Tokenizers is an easy to use and very fast python library for training new vocabularies and text tokenization. It can be installed simply as follows:

pip install tokenizers -q

To generate the vocabulary of a text, we need to create an instance BertWordPieceTokenizer then train it on the input text file as follows. Once training done, it can take some time depending on the corpus size, we save the vocabulary to a file for later use. Here are the steps:

from tokenizers import BertWordPieceTokenizer

# Initialize an empty BERT tokenizer
tokenizer = BertWordPieceTokenizer(
  clean_text=False,
  handle_chinese_chars=False,
  strip_accents=False,
  lowercase=True,
)

# prepare text files to train vocab on them
files = ['input.txt']

# train BERT tokenizer
tokenizer.train(
  files,
  vocab_size=100,
  min_frequency=2,
  show_progress=True,
  special_tokens=['[PAD]', '[UNK]', '[CLS]', '[SEP]', '[MASK]'],
  limit_alphabet=1000,
  wordpieces_prefix="##"
)

# save the vocab
tokenizer.save('.', 'bert')

The vocab_size (default is 30000) and limit_alphabet (default is 1000) are very important parameters that control the quality and richness of the generated vocabulary. You need to try different values for both parameters and play with the generated vocab.

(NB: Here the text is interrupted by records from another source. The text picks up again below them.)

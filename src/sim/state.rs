//! Game state and spawn operations.
//!
//! The player ship is a singleton held directly by the state; the entity
//! collection only ever contains meteors and bullets.

use glam::Vec2;
use rand::{Rng, SeedableRng};
use rand_pcg::Pcg32;

use super::entity::{Entity, SpriteId, Tag};
use crate::consts::*;

/// Current phase of gameplay
#[derive(Debug, Clone, Copy, PartialEq, Eq)]
pub enum GamePhase {
    /// Active gameplay
    Running,
    /// The ship was hit; terminal, no respawn
    GameOver,
}

/// Native pixel dimensions of every collidable asset, injected at startup so
/// the simulation never touches the renderer.
#[derive(Debug, Clone, Copy)]
pub struct SpriteSizes {
    pub ship: Vec2,
    pub meteors: [Vec2; 3],
    pub laser: Vec2,
}

impl Default for SpriteSizes {
    /// Dimensions of the shipped assets; tests rely on these matching the
    /// files under `assets/`.
    fn default() -> Self {
        Self {
            ship: Vec2::new(99.0, 75.0),
            meteors: [
                Vec2::new(101.0, 84.0),
                Vec2::new(120.0, 98.0),
                Vec2::new(89.0, 82.0),
            ],
            laser: Vec2::new(13.0, 54.0),
        }
    }
}

const METEOR_SPRITES: [SpriteId; 3] = [
    SpriteId::MeteorBig1,
    SpriteId::MeteorBig2,
    SpriteId::MeteorBig3,
];

/// Complete game state, advanced only by [`super::tick::tick`].
#[derive(Debug, Clone)]
pub struct GameState {
    /// Run seed for reproducibility
    pub seed: u64,
    /// The player ship; never a member of `entities`
    pub player: Entity,
    /// Live meteors and bullets, in insertion order
    pub entities: Vec<Entity>,
    pub phase: GamePhase,
    /// Seconds until the trigger may fire again; floored at zero
    pub shot_cooldown: f32,
    /// Seconds until the next meteor spawn
    pub spawn_timer: f32,
    /// Current gap between spawns; ramps down to the floor
    pub spawn_interval: f32,
    /// Simulation tick counter
    pub time_ticks: u64,
    pub sizes: SpriteSizes,
    rng: Pcg32,
}

impl GameState {
    /// Create a fresh state with the ship centered above the bottom edge.
    pub fn new(seed: u64, sizes: SpriteSizes) -> Self {
        let mut player = Entity::new(SpriteId::Ship, Tag::Player, sizes.ship);
        player.pos = Vec2::new(
            WINDOW_WIDTH as f32 * 0.5 - sizes.ship.x * 0.5,
            WINDOW_HEIGHT as f32 - sizes.ship.y - SHIP_BOTTOM_MARGIN,
        );

        Self {
            seed,
            player,
            entities: Vec::new(),
            phase: GamePhase::Running,
            shot_cooldown: 0.0,
            // Zero so the first meteor appears on the first tick
            spawn_timer: 0.0,
            spawn_interval: SPAWN_INTERVAL_START,
            time_ticks: 0,
            sizes,
            rng: Pcg32::seed_from_u64(seed),
        }
    }

    /// Spawn one meteor just above the top edge with a downward-biased
    /// random velocity and a randomly chosen sprite.
    pub fn spawn_meteor(&mut self) {
        let which = self.rng.random_range(0..METEOR_SPRITES.len());
        let size = self.sizes.meteors[which];

        let mut meteor = Entity::new(METEOR_SPRITES[which], Tag::Asteroid, size);
        meteor.pos = Vec2::new(
            self.rng.random_range(0.0..WINDOW_WIDTH as f32) - size.x,
            self.rng.random_range(0.0..SPAWN_BAND) - size.y,
        );
        meteor.vel = Vec2::new(
            self.rng.random_range(-METEOR_DRIFT_MAX..METEOR_DRIFT_MAX),
            self.rng.random_range(METEOR_FALL_MIN..METEOR_FALL_MAX),
        );
        self.entities.push(meteor);
    }

    /// Spawn the full bullet fan from the ship's muzzle: horizontally
    /// centered on the ship, launching from its top edge.
    pub fn fire_fan(&mut self) {
        let laser = self.sizes.laser;
        let muzzle = Vec2::new(
            self.player.pos.x + self.player.size.x * 0.5 - laser.x * 0.5,
            self.player.pos.y,
        );

        for vel in fan_velocities(SHOTS_PER_TRIGGER, SHOT_SPREAD, BULLET_SPEED) {
            let mut bullet = Entity::new(SpriteId::Laser, Tag::Bullet, laser);
            bullet.pos = muzzle;
            bullet.vel = vel;
            self.entities.push(bullet);
        }
    }

    /// Remove every doomed entity. Runs once at the end of each tick, so an
    /// entity marked this frame is gone before the frame is drawn.
    pub fn reap(&mut self) {
        self.entities.retain(|e| !e.is_doomed());
    }
}

/// Launch velocities for a fan of `count` shots spread evenly over `spread`
/// radians around straight up. A single shot flies straight up.
pub fn fan_velocities(count: u32, spread: f32, speed: f32) -> Vec<Vec2> {
    (0..count)
        .map(|i| {
            let angle = if count > 1 {
                i as f32 * (spread / (count - 1) as f32) - spread * 0.5
            } else {
                0.0
            };
            Vec2::new(angle.sin() * -speed, angle.cos() * -speed)
        })
        .collect()
}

Once we have the vocabulary file in hand, we can use to check the look of the encoding with some text as follows:

# create a BERT tokenizer with trained vocab
vocab = 'bert-vocab.txt'
tokenizer = BertWordPieceTokenizer(vocab)

# test the tokenizer with some text
encoded = tokenizer.encode('...')
print(encoded.tokens)

After confirming that the trained vocabulary is good for the task in hand, we can use in a TensforFlow model via TensorFlow Text BertTokenizer as explained in this tip.